那是奶奶当年的陪嫁。据说,奶奶的嫁妆摆了足足三里地,爷爷家腾出了三进院子还放不下。“辗转至今,就只剩了这一个梨木妆台和满堂子孙。”说这话时,奶奶脸上并无惋惜之情。
梨木妆台周身镂刻着吉祥喜庆的图案,仿佛所有的好日子都在那上头过着。妆台的正面隐藏着许多带暗格的小抽屉,有的曾藏过一对羊脂白玉镯子或一把象牙梳子,有的曾埋伏过一个女人的家底,有的看过红颜脂粉,有的见过女红的道具和手艺,有的见过一方祖传的砚和几支未沾过墨的上好毛笔……

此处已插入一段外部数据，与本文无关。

//! lbaction - building blocks for LaunchBar actions.
//!
//! An action registers views of items, optional run handlers and named
//! functions, then turns one invocation into the JSON LaunchBar renders:
//!
//! ```no_run
//! use lbaction::{Action, ConfigValues, Output};
//!
//! let mut action = Action::from_env("Hello", ConfigValues::new()).unwrap();
//! action.init(std::env::args().skip(1));
//! action
//!     .new_view("main")
//!     .new_item("Say hello")
//!     .set_run(|ctx, _| Ok(Output::from(format!("hello {}", ctx.input.as_str()))));
//! println!("{}", action.run());
//! ```

pub mod action;
pub mod context;
pub mod env;
pub mod handler;
pub mod info;
pub mod item;
pub mod logging;
pub mod script;
pub mod update;
pub mod view;

pub use action::{Action, ActionError, Dispatch};
pub use context::Context;
pub use env::{Env, ScriptType};
pub use handler::{always, match_if, match_unless, never, show_view, HandlerError, HandlerResult, Output};
pub use info::ActionInfo;
pub use item::{Item, Items};
pub use lb_core::{Cache, CacheError, CacheRead, Config, ConfigError, ConfigValues, Input, ItemRecord, Version};
pub use view::{View, ViewMut};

这大约是奶奶最钟爱的嫁妆,她把它放在卧房内,每天都要和它亲近几回。想来那时的镜子定和奶奶一样有着春月般的面容,几十年的世事就在它面前变幻。
我喜欢极了妆台上古意盎然的鬼斧神工,还有那些可锁很多光阴的抽屉。
我一心向往着,什么时候留得一头齐腰长发,然后在一个清闲的早晨,在妆台前端坐;在长长的发辫上,重温奶奶溜光水滑的窈窕岁月。

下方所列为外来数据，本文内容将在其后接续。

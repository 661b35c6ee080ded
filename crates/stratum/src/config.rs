//! Configuration types for Stratum layouts.
//!
//! This module provides configuration structures that control how graphs
//! are laid out and arranged. All types implement [`serde::Deserialize`] for
//! loading from external sources such as TOML files.
//!
//! # Overview
//!
//! - [`AppConfig`] - Top-level configuration combining layout and arrangement settings.
//! - [`LayoutOptions`] - Direction, spacing, margins and solver effort for automatic layout.
//! - [`ArrangeConfig`] - Defaults for the manual arrangement operations.
//!
//! # Example
//!
//! ```
//! # use stratum::config::AppConfig;
//! let config = AppConfig::default();
//! assert_eq!(config.layout().node_sep(), 40.0);
//! assert_eq!(config.arrange().spacing(), 150.0);
//! ```

use serde::{Deserialize, Serialize};

use stratum_core::{geometry::Size, orientation::Direction};

use crate::StratumError;

/// Default gap between neighbouring nodes of one rank.
pub const DEFAULT_NODE_SEP: f32 = 40.0;
/// Default gap between consecutive ranks.
pub const DEFAULT_RANK_SEP: f32 = 80.0;
/// Default outer margin on both axes.
pub const DEFAULT_MARGIN: f32 = 40.0;
/// Width used for nodes without any known size.
pub const DEFAULT_NODE_WIDTH: f32 = 280.0;
/// Height used for nodes without any known size.
pub const DEFAULT_NODE_HEIGHT: f32 = 56.0;
/// Default step between distributed nodes.
pub const DEFAULT_DISTRIBUTE_SPACING: f32 = 150.0;

const DEFAULT_ORDERING_PASSES: usize = 24;
const DEFAULT_ALIGNMENT_PASSES: usize = 8;

/// Top-level configuration combining layout and arrangement settings.
#[derive(Debug, Clone, Default, PartialEq, Deserialize)]
pub struct AppConfig {
    /// Automatic layout section.
    #[serde(default)]
    layout: LayoutOptions,

    /// Manual arrangement section.
    #[serde(default)]
    arrange: ArrangeConfig,
}

impl AppConfig {
    /// Creates a new [`AppConfig`] from its sections.
    pub fn new(layout: LayoutOptions, arrange: ArrangeConfig) -> Self {
        Self { layout, arrange }
    }

    /// Returns the layout options.
    pub fn layout(&self) -> &LayoutOptions {
        &self.layout
    }

    /// Returns a mutable reference to the layout options.
    pub fn layout_mut(&mut self) -> &mut LayoutOptions {
        &mut self.layout
    }

    /// Returns the arrangement configuration.
    pub fn arrange(&self) -> &ArrangeConfig {
        &self.arrange
    }

    /// Returns a mutable reference to the arrangement configuration.
    pub fn arrange_mut(&mut self) -> &mut ArrangeConfig {
        &mut self.arrange
    }
}

/// Options for the automatic layered layout.
///
/// Missing fields fall back to their defaults when deserializing, so a
/// configuration file only has to name what it changes.
///
/// # Examples
///
/// ```
/// # use stratum::config::LayoutOptions;
/// # use stratum_core::orientation::Direction;
/// let options = LayoutOptions::default()
///     .with_direction(Direction::LeftToRight)
///     .with_rank_sep(120.0);
///
/// assert_eq!(options.direction(), Direction::LeftToRight);
/// assert_eq!(options.rank_sep(), 120.0);
/// assert_eq!(options.node_sep(), 40.0);
/// assert!(options.validate().is_ok());
/// ```
#[derive(Debug, Clone, PartialEq, Serialize, Deserialize)]
#[serde(default)]
pub struct LayoutOptions {
    direction: Direction,
    node_sep: f32,
    rank_sep: f32,
    margin_x: f32,
    margin_y: f32,
    default_width: f32,
    default_height: f32,

    /// Upper bound on barycenter sweeps during crossing minimization.
    ordering_passes: usize,

    /// Upper bound on neighbour alignment rounds during coordinate assignment.
    alignment_passes: usize,
}

impl Default for LayoutOptions {
    fn default() -> Self {
        Self {
            direction: Direction::default(),
            node_sep: DEFAULT_NODE_SEP,
            rank_sep: DEFAULT_RANK_SEP,
            margin_x: DEFAULT_MARGIN,
            margin_y: DEFAULT_MARGIN,
            default_width: DEFAULT_NODE_WIDTH,
            default_height: DEFAULT_NODE_HEIGHT,
            ordering_passes: DEFAULT_ORDERING_PASSES,
            alignment_passes: DEFAULT_ALIGNMENT_PASSES,
        }
    }
}

impl LayoutOptions {
    pub fn with_direction(mut self, direction: Direction) -> Self {
        self.direction = direction;
        self
    }

    pub fn with_node_sep(mut self, node_sep: f32) -> Self {
        self.node_sep = node_sep;
        self
    }

    pub fn with_rank_sep(mut self, rank_sep: f32) -> Self {
        self.rank_sep = rank_sep;
        self
    }

    /// Sets the outer margins on the x and y axes.
    pub fn with_margins(mut self, margin_x: f32, margin_y: f32) -> Self {
        self.margin_x = margin_x;
        self.margin_y = margin_y;
        self
    }

    /// Sets the size used for nodes with no measured or mapped size.
    pub fn with_default_size(mut self, size: Size) -> Self {
        self.default_width = size.width();
        self.default_height = size.height();
        self
    }

    pub fn with_ordering_passes(mut self, passes: usize) -> Self {
        self.ordering_passes = passes;
        self
    }

    pub fn with_alignment_passes(mut self, passes: usize) -> Self {
        self.alignment_passes = passes;
        self
    }

    pub fn direction(&self) -> Direction {
        self.direction
    }

    pub fn node_sep(&self) -> f32 {
        self.node_sep
    }

    pub fn rank_sep(&self) -> f32 {
        self.rank_sep
    }

    pub fn margin_x(&self) -> f32 {
        self.margin_x
    }

    pub fn margin_y(&self) -> f32 {
        self.margin_y
    }

    /// Returns the fallback node size.
    pub fn default_size(&self) -> Size {
        Size::new(self.default_width, self.default_height)
    }

    pub fn ordering_passes(&self) -> usize {
        self.ordering_passes
    }

    pub fn alignment_passes(&self) -> usize {
        self.alignment_passes
    }

    /// Checks that spacings and margins are finite and non-negative and that
    /// the default node size is usable.
    ///
    /// # Errors
    ///
    /// Returns [`StratumError::InvalidOptions`] naming the first offending field.
    pub fn validate(&self) -> Result<(), StratumError> {
        let distances = [
            ("node_sep", self.node_sep),
            ("rank_sep", self.rank_sep),
            ("margin_x", self.margin_x),
            ("margin_y", self.margin_y),
        ];
        for (name, value) in distances {
            if !value.is_finite() || value < 0.0 {
                return Err(StratumError::InvalidOptions(format!(
                    "`{name}` must be a finite, non-negative number, got {value}"
                )));
            }
        }

        if !self.default_size().is_measurable() {
            return Err(StratumError::InvalidOptions(format!(
                "default node size must be positive, got {}x{}",
                self.default_width, self.default_height
            )));
        }

        Ok(())
    }
}

/// Defaults for manual arrangement operations.
#[derive(Debug, Clone, PartialEq, Deserialize)]
#[serde(default)]
pub struct ArrangeConfig {
    /// Step between consecutive nodes when distributing.
    spacing: f32,
}

impl Default for ArrangeConfig {
    fn default() -> Self {
        Self {
            spacing: DEFAULT_DISTRIBUTE_SPACING,
        }
    }
}

impl ArrangeConfig {
    pub fn new(spacing: f32) -> Self {
        Self { spacing }
    }

    /// Returns the distribution step.
    pub fn spacing(&self) -> f32 {
        self.spacing
    }

    pub fn set_spacing(&mut self, spacing: f32) {
        self.spacing = spacing;
    }
}

#[cfg(test)]
mod tests {
    use super::*;

    #[test]
    fn test_defaults_match_editor_defaults() {
        let options = LayoutOptions::default();

        assert_eq!(options.direction(), Direction::TopToBottom);
        assert_eq!(options.node_sep(), 40.0);
        assert_eq!(options.rank_sep(), 80.0);
        assert_eq!(options.margin_x(), 40.0);
        assert_eq!(options.margin_y(), 40.0);
        assert_eq!(options.default_size(), Size::new(280.0, 56.0));
    }

    #[test]
    fn test_validate_rejects_negative_spacing() {
        let err = LayoutOptions::default()
            .with_node_sep(-1.0)
            .validate()
            .unwrap_err();

        assert!(matches!(err, StratumError::InvalidOptions(msg) if msg.contains("node_sep")));
    }

    #[test]
    fn test_validate_rejects_non_finite_margin() {
        let options = LayoutOptions::default().with_margins(f32::NAN, 0.0);
        assert!(options.validate().is_err());
    }

    #[test]
    fn test_validate_rejects_empty_default_size() {
        let options = LayoutOptions::default().with_default_size(Size::new(0.0, 56.0));
        assert!(options.validate().is_err());
    }

    #[test]
    fn test_zero_spacing_is_valid() {
        let options = LayoutOptions::default()
            .with_node_sep(0.0)
            .with_rank_sep(0.0)
            .with_margins(0.0, 0.0);
        assert!(options.validate().is_ok());
    }
}
//! Caller-owned graph model.
//!
//! A [`Node`] carries an arbitrary payload the layout engine never looks at,
//! a top-left position, and optionally the size the rendering layer measured
//! for it. An [`Edge`] references its endpoints by node id only.
//!
//! Both types are plain values: layout and arrangement operations borrow
//! them and return new collections.

use serde::{Deserialize, Serialize};

use crate::geometry::{Point, Size};

/// A graph node as seen by the editor.
///
/// # Examples
///
/// ```
/// # use stratum_core::{geometry::{Point, Size}, graph::Node};
/// let node = Node::new("start", "Start")
///     .with_position(Point::new(10.0, 20.0))
///     .with_measured(Size::new(200.0, 48.0));
///
/// assert_eq!(node.id(), "start");
/// assert_eq!(*node.data(), "Start");
/// assert_eq!(node.position().x(), 10.0);
/// assert_eq!(node.measured(), Some(Size::new(200.0, 48.0)));
/// ```
#[derive(Debug, Clone, PartialEq, Serialize, Deserialize)]
pub struct Node<T> {
    id: String,

    data: T,

    /// Top-left corner of the node box.
    #[serde(default)]
    position: Point,

    /// Size reported by the rendering layer, if it has measured the node.
    #[serde(default, skip_serializing_if = "Option::is_none")]
    measured: Option<Size>,
}

impl<T> Node<T> {
    /// Creates a node at the origin without a measured size.
    pub fn new(id: impl Into<String>, data: T) -> Self {
        Self {
            id: id.into(),
            data,
            position: Point::default(),
            measured: None,
        }
    }

    /// Returns the node with its position replaced.
    pub fn with_position(mut self, position: Point) -> Self {
        self.position = position;
        self
    }

    /// Returns the node with a measured size attached.
    pub fn with_measured(mut self, size: Size) -> Self {
        self.measured = Some(size);
        self
    }

    pub fn id(&self) -> &str {
        &self.id
    }

    pub fn data(&self) -> &T {
        &self.data
    }

    /// Returns the top-left corner of the node.
    pub fn position(&self) -> Point {
        self.position
    }

    pub fn measured(&self) -> Option<Size> {
        self.measured
    }
}

impl<T: Clone> Node<T> {
    /// Returns a copy of the node placed at `position`, every other field unchanged.
    pub fn moved_to(&self, position: Point) -> Self {
        self.clone().with_position(position)
    }
}

/// A directed edge between two nodes, referenced by id.
#[derive(Debug, Clone, PartialEq, Eq, Hash, Serialize, Deserialize)]
pub struct Edge {
    id: String,
    source: String,
    target: String,
}

impl Edge {
    pub fn new(id: impl Into<String>, source: impl Into<String>, target: impl Into<String>) -> Self {
        Self {
            id: id.into(),
            source: source.into(),
            target: target.into(),
        }
    }

    pub fn id(&self) -> &str {
        &self.id
    }

    /// Returns the id of the node this edge starts from.
    pub fn source(&self) -> &str {
        &self.source
    }

    /// Returns the id of the node this edge points to.
    pub fn target(&self) -> &str {
        &self.target
    }

    /// Returns true if the edge starts and ends at the same node.
    pub fn is_self_loop(&self) -> bool {
        self.source == self.target
    }
}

淡扫蛾眉,樱桃小口,粉饰一脸张狂为婉约娴静,穿上奶奶那箱底的秋香绿旗袍——我那错过了旗袍时代的美人肩呵,定激动得如鞭炮声中的新嫁娘。然后等着所等的人推门进来,回眸,倾倒一人之城,足矣。
想了好多年,妆台仍在奶奶的房里枯等。
曾放满首饰的抽屉,如今住满了奶奶儿孙们的照片。梨木妆台好像一个大家族的老宅院,古朴而祥和。无论我们离家多远,都忍不住要常常想念旧瓦上的青苔和滴水如歌的屋檐。
在窗纸上点一个小孔,或虚掩一条门缝,鲜活的家史就款款而来。
依着妆台,依着奶奶的呵护和爱怜,我遥念嫁期。